Every line below should be copied out exactly.

---- Supplied information

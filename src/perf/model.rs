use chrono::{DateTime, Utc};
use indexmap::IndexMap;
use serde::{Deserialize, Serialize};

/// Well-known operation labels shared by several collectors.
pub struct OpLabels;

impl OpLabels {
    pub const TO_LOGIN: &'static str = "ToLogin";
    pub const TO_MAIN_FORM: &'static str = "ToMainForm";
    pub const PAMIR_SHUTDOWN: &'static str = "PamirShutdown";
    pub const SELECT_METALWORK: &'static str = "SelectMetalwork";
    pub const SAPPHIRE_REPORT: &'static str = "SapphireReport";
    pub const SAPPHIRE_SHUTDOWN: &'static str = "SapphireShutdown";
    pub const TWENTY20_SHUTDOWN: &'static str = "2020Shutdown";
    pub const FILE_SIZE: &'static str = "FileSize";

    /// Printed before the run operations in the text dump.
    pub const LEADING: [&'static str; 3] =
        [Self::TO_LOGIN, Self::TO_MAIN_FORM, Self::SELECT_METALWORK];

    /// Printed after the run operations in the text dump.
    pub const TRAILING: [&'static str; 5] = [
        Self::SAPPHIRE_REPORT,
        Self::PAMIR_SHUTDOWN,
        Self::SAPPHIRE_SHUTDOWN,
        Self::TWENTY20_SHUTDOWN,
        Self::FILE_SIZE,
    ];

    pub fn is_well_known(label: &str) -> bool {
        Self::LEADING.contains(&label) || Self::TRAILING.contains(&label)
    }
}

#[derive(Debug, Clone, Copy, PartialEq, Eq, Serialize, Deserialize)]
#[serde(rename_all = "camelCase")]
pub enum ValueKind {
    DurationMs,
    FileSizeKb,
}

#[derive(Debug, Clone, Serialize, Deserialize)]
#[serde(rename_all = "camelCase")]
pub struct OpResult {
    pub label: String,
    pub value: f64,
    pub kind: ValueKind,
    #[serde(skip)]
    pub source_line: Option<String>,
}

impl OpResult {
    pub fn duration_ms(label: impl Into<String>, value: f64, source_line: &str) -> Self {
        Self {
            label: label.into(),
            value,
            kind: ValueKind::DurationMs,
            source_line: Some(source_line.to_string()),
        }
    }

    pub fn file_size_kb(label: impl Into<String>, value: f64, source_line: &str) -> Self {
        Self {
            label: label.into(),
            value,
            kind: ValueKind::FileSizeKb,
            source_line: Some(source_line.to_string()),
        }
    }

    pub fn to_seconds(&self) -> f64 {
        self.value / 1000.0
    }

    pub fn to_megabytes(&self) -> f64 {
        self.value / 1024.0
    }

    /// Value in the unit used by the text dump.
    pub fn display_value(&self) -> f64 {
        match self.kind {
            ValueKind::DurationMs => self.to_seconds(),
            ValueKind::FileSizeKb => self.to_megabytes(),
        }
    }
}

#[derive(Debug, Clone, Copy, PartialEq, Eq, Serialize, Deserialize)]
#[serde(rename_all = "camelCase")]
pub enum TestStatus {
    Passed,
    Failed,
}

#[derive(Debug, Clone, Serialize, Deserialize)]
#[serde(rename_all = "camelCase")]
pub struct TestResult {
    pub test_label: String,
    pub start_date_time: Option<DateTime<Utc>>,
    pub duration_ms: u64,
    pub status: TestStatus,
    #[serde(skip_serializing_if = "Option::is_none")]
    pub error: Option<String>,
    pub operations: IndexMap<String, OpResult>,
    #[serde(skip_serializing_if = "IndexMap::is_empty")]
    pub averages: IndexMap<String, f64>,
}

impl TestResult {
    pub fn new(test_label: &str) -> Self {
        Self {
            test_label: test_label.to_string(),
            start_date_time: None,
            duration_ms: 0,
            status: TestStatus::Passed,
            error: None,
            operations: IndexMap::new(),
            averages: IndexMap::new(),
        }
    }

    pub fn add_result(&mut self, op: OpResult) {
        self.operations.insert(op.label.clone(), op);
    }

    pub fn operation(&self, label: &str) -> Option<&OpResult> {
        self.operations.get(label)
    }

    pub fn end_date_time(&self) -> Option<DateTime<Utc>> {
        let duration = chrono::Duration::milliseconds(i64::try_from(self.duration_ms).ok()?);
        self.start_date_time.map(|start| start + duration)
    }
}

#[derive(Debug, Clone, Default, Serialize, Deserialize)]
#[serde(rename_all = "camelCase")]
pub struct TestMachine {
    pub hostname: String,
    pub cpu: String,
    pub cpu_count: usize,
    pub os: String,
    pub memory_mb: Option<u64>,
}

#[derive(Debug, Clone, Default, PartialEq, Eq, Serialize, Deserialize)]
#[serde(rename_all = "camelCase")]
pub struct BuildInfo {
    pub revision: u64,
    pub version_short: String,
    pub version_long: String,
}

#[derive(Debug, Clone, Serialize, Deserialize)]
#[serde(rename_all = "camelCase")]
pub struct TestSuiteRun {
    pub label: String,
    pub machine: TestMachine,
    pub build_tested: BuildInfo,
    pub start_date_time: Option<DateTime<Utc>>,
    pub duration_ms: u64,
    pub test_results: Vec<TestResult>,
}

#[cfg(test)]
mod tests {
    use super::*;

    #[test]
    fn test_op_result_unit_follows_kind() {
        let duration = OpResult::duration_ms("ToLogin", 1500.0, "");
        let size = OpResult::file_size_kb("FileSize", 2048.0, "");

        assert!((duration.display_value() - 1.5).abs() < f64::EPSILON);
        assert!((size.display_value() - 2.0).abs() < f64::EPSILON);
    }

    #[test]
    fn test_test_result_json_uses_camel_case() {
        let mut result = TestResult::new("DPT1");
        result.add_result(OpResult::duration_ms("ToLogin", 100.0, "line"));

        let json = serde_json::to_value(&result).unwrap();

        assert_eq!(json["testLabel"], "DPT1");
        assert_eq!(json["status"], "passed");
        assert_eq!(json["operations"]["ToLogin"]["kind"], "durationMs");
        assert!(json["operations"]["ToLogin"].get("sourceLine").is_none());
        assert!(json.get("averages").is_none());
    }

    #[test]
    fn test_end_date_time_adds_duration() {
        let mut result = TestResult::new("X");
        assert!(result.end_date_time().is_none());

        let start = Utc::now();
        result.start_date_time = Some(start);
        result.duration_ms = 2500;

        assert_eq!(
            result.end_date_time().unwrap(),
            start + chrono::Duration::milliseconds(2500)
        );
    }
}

--------

- Answer to this task -
filename src/perf/model.rs
use chrono::{DateTime, Utc};
use indexmap::IndexMap;
use serde::{Deserialize, Serialize};

/// Well-known operation labels shared by several collectors.
pub struct OpLabels;

impl OpLabels {
    pub const TO_LOGIN: &'static str = "ToLogin";
    pub const TO_MAIN_FORM: &'static str = "ToMainForm";
    pub const PAMIR_SHUTDOWN: &'static str = "PamirShutdown";
    pub const SELECT_METALWORK: &'static str = "SelectMetalwork";
    pub const SAPPHIRE_REPORT: &'static str = "SapphireReport";
    pub const SAPPHIRE_SHUTDOWN: &'static str = "SapphireShutdown";
    pub const TWENTY20_SHUTDOWN: &'static str = "2020Shutdown";
    pub const FILE_SIZE: &'static str = "FileSize";

    /// Printed before the run operations in the text dump.
    pub const LEADING: [&'static str; 3] =
        [Self::TO_LOGIN, Self::TO_MAIN_FORM, Self::SELECT_METALWORK];

    /// Printed after the run operations in the text dump.
    pub const TRAILING: [&'static str; 5] = [
        Self::SAPPHIRE_REPORT,
        Self::PAMIR_SHUTDOWN,
        Self::SAPPHIRE_SHUTDOWN,
        Self::TWENTY20_SHUTDOWN,
        Self::FILE_SIZE,
    ];

    pub fn is_well_known(label: &str) -> bool {
        Self::LEADING.contains(&label) || Self::TRAILING.contains(&label)
    }
}

#[derive(Debug, Clone, Copy, PartialEq, Eq, Serialize, Deserialize)]
#[serde(rename_all = "camelCase")]
pub enum ValueKind {
    DurationMs,
    FileSizeKb,
}

#[derive(Debug, Clone, Serialize, Deserialize)]
#[serde(rename_all = "camelCase")]
pub struct OpResult {
    pub label: String,
    pub value: f64,
    pub kind: ValueKind,
    #[serde(skip)]
    pub source_line: Option<String>,
}

impl OpResult {
    pub fn duration_ms(label: impl Into<String>, value: f64, source_line: &str) -> Self {
        Self {
            label: label.into(),
            value,
            kind: ValueKind::DurationMs,
            source_line: Some(source_line.to_string()),
        }
    }

    pub fn file_size_kb(label: impl Into<String>, value: f64, source_line: &str) -> Self {
        Self {
            label: label.into(),
            value,
            kind: ValueKind::FileSizeKb,
            source_line: Some(source_line.to_string()),
        }
    }

    pub fn to_seconds(&self) -> f64 {
        self.value / 1000.0
    }

    pub fn to_megabytes(&self) -> f64 {
        self.value / 1024.0
    }

    /// Value in the unit used by the text dump.
    pub fn display_value(&self) -> f64 {
        match self.kind {
            ValueKind::DurationMs => self.to_seconds(),
            ValueKind::FileSizeKb => self.to_megabytes(),
        }
    }
}

#[derive(Debug, Clone, Copy, PartialEq, Eq, Serialize, Deserialize)]
#[serde(rename_all = "camelCase")]
pub enum TestStatus {
    Passed,
    Failed,
}

#[derive(Debug, Clone, Serialize, Deserialize)]
#[serde(rename_all = "camelCase")]
pub struct TestResult {
    pub test_label: String,
    pub start_date_time: Option<DateTime<Utc>>,
    pub duration_ms: u64,
    pub status: TestStatus,
    #[serde(skip_serializing_if = "Option::is_none")]
    pub error: Option<String>,
    pub operations: IndexMap<String, OpResult>,
    #[serde(skip_serializing_if = "IndexMap::is_empty")]
    pub averages: IndexMap<String, f64>,
}

impl TestResult {
    pub fn new(test_label: &str) -> Self {
        Self {
            test_label: test_label.to_string(),
            start_date_time: None,
            duration_ms: 0,
            status: TestStatus::Passed,
            error: None,
            operations: IndexMap::new(),
            averages: IndexMap::new(),
        }
    }

    pub fn add_result(&mut self, op: OpResult) {
        self.operations.insert(op.label.clone(), op);
    }

    pub fn operation(&self, label: &str) -> Option<&OpResult> {
        self.operations.get(label)
    }

    pub fn end_date_time(&self) -> Option<DateTime<Utc>> {
        let duration = chrono::Duration::milliseconds(i64::try_from(self.duration_ms).ok()?);
        self.start_date_time.map(|start| start + duration)
    }
}

#[derive(Debug, Clone, Default, Serialize, Deserialize)]
#[serde(rename_all = "camelCase")]
pub struct TestMachine {
    pub hostname: String,
    pub cpu: String,
    pub cpu_count: usize,
    pub os: String,
    pub memory_mb: Option<u64>,
}

#[derive(Debug, Clone, Default, PartialEq, Eq, Serialize, Deserialize)]
#[serde(rename_all = "camelCase")]
pub struct BuildInfo {
    pub revision: u64,
    pub version_short: String,
    pub version_long: String,
}

#[derive(Debug, Clone, Serialize, Deserialize)]
#[serde(rename_all = "camelCase")]
pub struct TestSuiteRun {
    pub label: String,
    pub machine: TestMachine,
    pub build_tested: BuildInfo,
    pub start_date_time: Option<DateTime<Utc>>,
    pub duration_ms: u64,
    pub test_results: Vec<TestResult>,
}

#[cfg(test)]
mod tests {
    use super::*;

    #[test]
    fn test_op_result_unit_follows_kind() {
        let duration = OpResult::duration_ms("ToLogin", 1500.0, "");
        let size = OpResult::file_size_kb("FileSize", 2048.0, "");

        assert!((duration.display_value() - 1.5).abs() < f64::EPSILON);
        assert!((size.display_value() - 2.0).abs() < f64::EPSILON);
    }

    #[test]
    fn test_test_result_json_uses_camel_case() {
        let mut result = TestResult::new("DPT1");
        result.add_result(OpResult::duration_ms("ToLogin", 100.0, "line"));

        let json = serde_json::to_value(&result).unwrap();

        assert_eq!(json["testLabel"], "DPT1");
        assert_eq!(json["status"], "passed");
        assert_eq!(json["operations"]["ToLogin"]["kind"], "durationMs");
        assert!(json["operations"]["ToLogin"].get("sourceLine").is_none());
        assert!(json.get("averages").is_none());
    }

    #[test]
    fn test_end_date_time_adds_duration() {
        let mut result = TestResult::new("X");
        assert!(result.end_date_time().is_none());

        let start = Utc::now();
        result.start_date_time = Some(start);
        result.duration_ms = 2500;

        assert_eq!(
            result.end_date_time().unwrap(),
            start + chrono::Duration::milliseconds(2500)
        );
    }
}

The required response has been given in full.